First Author  Mirkovic K Year  2011
Journal  Neuroscience Volume  194
Pages  11-8 PubMed ID  21821104
Mgi Jnum  J:180340 Mgi Id  MGI:5306115
Doi  10.1016/j.neuroscience.2011.07.064 Citation  Mirkovic K, et al. (2011) Identification and characterization of alternative splice variants of the mouse Trek2/Kcnk10 gene. Neuroscience 194:11-8
abstractText  Two-pore domain K(+) (K(2P)) channels underlie leak or background potassium conductances in many cells. The Trek subfamily of K(2P) channels, which includes Trek1/Kcnk2 and Trek2/Kcnk10 and has been implicated in depression, nociception, and cognition, exhibits complex regulation and can modulate cell excitability in response to a wide array of stimuli. While alternative translation initiation and alternative splicing contribute to the structural and functional diversity of Trek1, the impact of post-transcriptional modifications on the expression and function of Trek2 is unclear. Here, we characterized two novel splice isoforms of the mouse Trek2 gene. One variant is a truncated form of Trek2 that possesses two transmembrane segments and one pore domain (Trek2-1p), while the other (Trek2b) differs from two known mouse Trek2 isoforms (Trek2a and Trek2c) at the extreme amino terminus.
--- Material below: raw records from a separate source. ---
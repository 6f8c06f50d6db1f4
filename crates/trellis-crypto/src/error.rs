//! Crypto error type.

/// Error type for signing, verification, and key handling.
#[derive(Debug, Clone, thiserror::Error)]
pub enum CryptoError {
    /// A key had a length no scheme accepts.
    #[error("unsupported key length: {0} bytes")]
    KeyLength(usize),

    /// A signature had the wrong length for its scheme.
    #[error("bad signature length: expected {expected}, got {got}")]
    SignatureLength {
        /// Length the scheme requires.
        expected: usize,
        /// Length actually supplied.
        got: usize,
    },

    /// The scheme byte was not a known scheme.
    #[error("unknown signature scheme: {0}")]
    UnknownScheme(u8),

    /// A secret key did not match the expected scheme or was malformed.
    #[error("invalid secret key: {0}")]
    SecretKey(String),

    /// The supplied key pair cannot sign under the requested scheme.
    #[error("scheme mismatch: key is {key}, requested {requested}")]
    SchemeMismatch {
        /// Scheme the key belongs to.
        key: crate::Scheme,
        /// Scheme the caller asked for.
        requested: crate::Scheme,
    },
}

/// Standard Result type for crypto operations.
pub type Result<T> = std::result::Result<T, CryptoError>;
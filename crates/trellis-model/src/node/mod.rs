//! Node kinds: data, license, carrier.
//!
//! Nodes participate in the parent/child graph. Shared behavior (flags,
//! placement, private/public/licensed classification, base invariants) lives
//! on the [`Node`] trait; kind-specific rules live on the wrappers.

mod carrier;
mod data;
mod license;

pub use carrier::CarrierNode;
pub use data::DataNode;
pub use license::LicenseNode;

use tracing::debug;
use trellis_crypto::{ChainHasher, HASH_LEN};

use crate::cert::{validate_chain, Cert, SignCert};
use crate::constraints::ConstraintTable;
use crate::error::{ModelError, Result};
use crate::fields::{
    IDX_CONFIG, IDX_EMBEDDED, IDX_JURISDICTION, IDX_LICENSE_MAX_DISTANCE,
    IDX_LICENSE_MIN_DISTANCE, IDX_PARENT_ID, IDX_REF_ID, IDX_REGION, IDX_SIGN_CERT,
    IDX_TRANSIENT_CONFIG,
};
use crate::flags::{self, NodeFlags};
use crate::model::Model;

/// Largest permitted license stack distance.
pub const LICENSE_MAX_DISTANCE_LIMIT: u64 = 4;

/// Shared node behavior over the generic carrier.
pub trait Node {
    /// The underlying model.
    fn model(&self) -> &Model;
    /// The underlying model, mutably.
    fn model_mut(&mut self) -> &mut Model;
    /// The kind's locked-config mapping.
    fn constraint_table(&self) -> &'static ConstraintTable;

    /// Constraints digest for a locked-config bitmap, under this kind's
    /// mapping table.
    fn hash_constraints(&self, locked_config: u64) -> Result<[u8; HASH_LEN]> {
        let model = self.model();
        Ok(crate::constraints::hash_constraints(
            model.packed()?,
            locked_config,
            self.constraint_table(),
            |index| model.config_value(index),
        )?)
    }

    /// Parent node id.
    fn parent_id(&self) -> Option<[u8; 32]> {
        self.model()
            .bytes_field(IDX_PARENT_ID)
            .and_then(|b| <[u8; 32]>::try_from(b).ok())
    }

    /// Decoded base config flags.
    fn node_flags(&self) -> NodeFlags {
        NodeFlags::from_bits(self.model().config_value(IDX_CONFIG))
    }

    /// Store base config flags.
    fn store_node_flags(&mut self, node_flags: NodeFlags) -> Result<()> {
        self.model_mut()
            .set(IDX_CONFIG, trellis_codec::Value::UInt(node_flags.to_bits()))
    }

    /// Whether the node is inactive (transient bit).
    fn is_inactive(&self) -> bool {
        flags::bit(
            self.model().config_value(IDX_TRANSIENT_CONFIG),
            flags::TRANSIENT_IS_INACTIVE,
        )
    }

    /// Readable by anyone.
    fn is_public(&self) -> bool {
        self.node_flags().is_public
    }

    /// Requires a license to read.
    fn is_licensed(&self) -> bool {
        self.node_flags().is_licensed
    }

    /// Neither public nor licensed.
    fn is_private(&self) -> bool {
        !self.is_public() && !self.is_licensed()
    }

    /// Region code, if declared.
    fn region(&self) -> Option<&str> {
        self.model().str_field(IDX_REGION)
    }

    /// Jurisdiction code, if declared.
    fn jurisdiction(&self) -> Option<&str> {
        self.model().str_field(IDX_JURISDICTION)
    }

    /// Referenced node id.
    fn ref_id(&self) -> Option<[u8; 32]> {
        self.model()
            .bytes_field(IDX_REF_ID)
            .and_then(|b| <[u8; 32]>::try_from(b).ok())
    }

    /// Whether another node may be packed inside this one.
    fn can_send_embedded(&self) -> bool {
        self.node_flags().allow_embed
    }

    /// Whether this node may travel privately from `source` to `target`.
    ///
    /// Public nodes always may; private and licensed nodes only between
    /// their owner and a counterparty.
    fn can_send_privately(&self, source: &[u8], target: &[u8]) -> bool {
        if self.is_public() {
            return true;
        }
        match self.model().owner() {
            Ok(owner) => owner.as_bytes() == source || owner.as_bytes() == target,
            Err(_) => false,
        }
    }

    /// Whether `target` may hold this node when it arrives privately.
    fn can_receive_privately(&self, _source: &[u8], target: &[u8]) -> bool {
        if self.is_public() {
            return true;
        }
        match self.model().owner() {
            Ok(owner) => owner.as_bytes() == target,
            Err(_) => false,
        }
    }

    /// Deduplication hash for `IsUnique` nodes.
    ///
    /// Binds the parent, the owner (or the referenced node when rights come
    /// by association), and the node's kind.
    fn unique_hash(&self) -> Result<[u8; 32]> {
        let model = self.model();
        let mut chain = ChainHasher::new();
        chain.update(model.kind().type_tuple());
        match self.parent_id() {
            Some(parent) => chain.update(&parent),
            None => chain.update_absent(),
        }
        if self.node_flags().has_rights_by_association {
            match self.ref_id() {
                Some(ref_id) => chain.update(&ref_id),
                None => chain.update_absent(),
            }
        } else {
            chain.update(model.owner()?.as_bytes());
        }
        Ok(chain.finalize())
    }

    /// Base node invariants, shared by every node kind.
    ///
    /// `now` bounds the creation time when given.
    fn validate_base(&self, now: Option<u64>) -> Result<()> {
        let model = self.model();
        let node_flags = self.node_flags();

        let creation = model
            .creation_time()
            .ok_or_else(|| ModelError::validation("creationTime missing"))?;
        if let Some(expire) = model.expire_time() {
            if expire <= creation {
                return Err(ModelError::validation(
                    "expireTime must exceed creationTime",
                ));
            }
        }
        if let Some(now) = now {
            if creation > now {
                return Err(ModelError::validation("creationTime in the future"));
            }
            if let Some(expire) = model.expire_time() {
                if now > expire {
                    return Err(ModelError::validation("node expired"));
                }
            }
        }

        if node_flags.is_public && node_flags.is_licensed {
            return Err(ModelError::validation(
                "node cannot be both public and licensed",
            ));
        }

        if node_flags.has_rights_by_association {
            if !self.is_private() {
                return Err(ModelError::validation(
                    "rights by association requires a private node",
                ));
            }
            if self.ref_id().is_none() {
                return Err(ModelError::validation(
                    "rights by association requires refId",
                ));
            }
            if node_flags.allow_embed {
                return Err(ModelError::validation(
                    "rights by association excludes allowEmbed",
                ));
            }
        }

        let min_distance = model.uint_field(IDX_LICENSE_MIN_DISTANCE);
        let max_distance = model.uint_field(IDX_LICENSE_MAX_DISTANCE);
        match (min_distance, max_distance) {
            (None, None) => {}
            (Some(min), Some(max)) => {
                if min > max || max > LICENSE_MAX_DISTANCE_LIMIT {
                    return Err(ModelError::validation(
                        "license distances must satisfy min <= max <= 4",
                    ));
                }
            }
            _ => {
                return Err(ModelError::validation(
                    "license distances must both be set or neither",
                ));
            }
        }

        Ok(())
    }

    /// Validate an attached sign cert's authority over this node.
    ///
    /// The cert must cover this node's type, terminate its chain at
    /// countdown zero, and (when it pins content) bind this node's
    /// constraints digest under its locked config.
    fn validate_sign_cert(&self, now: Option<u64>) -> Result<()> {
        let Some(cert_bytes) = self.model().bytes_field(IDX_SIGN_CERT) else {
            return Ok(());
        };
        let cert = SignCert::decode(cert_bytes)?;
        cert.validate(false, now)?;
        if !cert.may_sign_type(self.model().kind().type_tuple()) {
            debug!(kind = %self.model().kind(), "sign cert target type does not cover the node");
            return Err(ModelError::validation(
                "sign cert does not cover this model type",
            ));
        }
        validate_chain(&cert, true)?;
        if let Some(locked_config) = cert.locked_config() {
            cert.binds_digest(self.hash_constraints(locked_config)?)?;
        }
        Ok(())
    }

    /// Enforce the embedding rule against a node being packed inside this
    /// one: private sub-models only embed under the same owner, and the
    /// sub-model must allow embedding at all.
    fn check_embed<N: Node + ?Sized>(&self, embedded: &N) -> Result<()> {
        if !embedded.can_send_embedded() {
            return Err(ModelError::validation("embedded node disallows embedding"));
        }
        if embedded.is_private() {
            let outer = self.model().owner()?;
            let inner = embedded.model().owner()?;
            if outer != inner {
                return Err(ModelError::validation(
                    "private node embeds only under the same owner",
                ));
            }
        }
        Ok(())
    }

    /// Raw bytes of the embedded sub-model, if any.
    fn embedded_bytes(&self) -> Option<&[u8]> {
        self.model().bytes_field(IDX_EMBEDDED)
    }
}

/// The hash shape shared by license grants and licensed nodes.
///
/// Binds `(mode, refId, parentId, rootIssuer, lastIssuer?, targetPublicKey?)`.
/// Absent components advance the chain without content so every combination
/// occupies a distinct position.
#[must_use]
pub fn license_hash(
    write: bool,
    ref_id: &[u8],
    parent_id: Option<&[u8]>,
    root_issuer: &[u8],
    last_issuer: Option<&[u8]>,
    target: Option<&[u8]>,
) -> [u8; 32] {
    let mut chain = ChainHasher::new();
    chain.update(&[u8::from(write)]);
    chain.update(ref_id);
    match parent_id {
        Some(parent) => chain.update(parent),
        None => chain.update_absent(),
    }
    chain.update(root_issuer);
    match last_issuer {
        Some(issuer) => chain.update(issuer),
        None => chain.update_absent(),
    }
    match target {
        Some(target) => chain.update(target),
        None => chain.update_absent(),
    }
    chain.finalize()
}

#[cfg(test)]
mod tests {
    use super::*;

    #[test]
    fn license_hash_distinguishes_modes_and_presence() {
        let ref_id = [1u8; 32];
        let parent = [2u8; 32];
        let issuer = [3u8; 32];

        let parent_ref = Some(parent.as_slice());
        let read = license_hash(false, &ref_id, parent_ref, &issuer, None, None);
        let write = license_hash(true, &ref_id, parent_ref, &issuer, None, None);
        assert_ne!(read, write);

        let key = [4u8; 32];
        let with_last =
            license_hash(false, &ref_id, parent_ref, &issuer, Some(key.as_slice()), None);
        let with_target =
            license_hash(false, &ref_id, parent_ref, &issuer, None, Some(key.as_slice()));
        // Same key bytes in a different position must produce different hashes.
        assert_ne!(with_last, with_target);
    }
}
Both Trek2-1p and Trek2b, and Trek2a and Trek2c, showed prominent expression in the mouse CNS. Expression patterns of the Trek2 variants within the CNS were largely overlapping, though some isoform-specific differences were noted. Heterologous expression of Trek2-1p yielded no novel whole-cell currents in transfected human embryonic kidney (HEK) 293 cells. In contrast, expression of Trek2b correlated with robust K(+) currents that were ~fivefold larger than currents measured in cells expressing Trek2a or Trek2c, a difference mirrored by significantly higher levels of Trek2b found at the plasma membrane. This study provides new insights into the molecular diversity of Trek channels and suggests a potential role for the Trek2 amino terminus in channel trafficking and/or stability.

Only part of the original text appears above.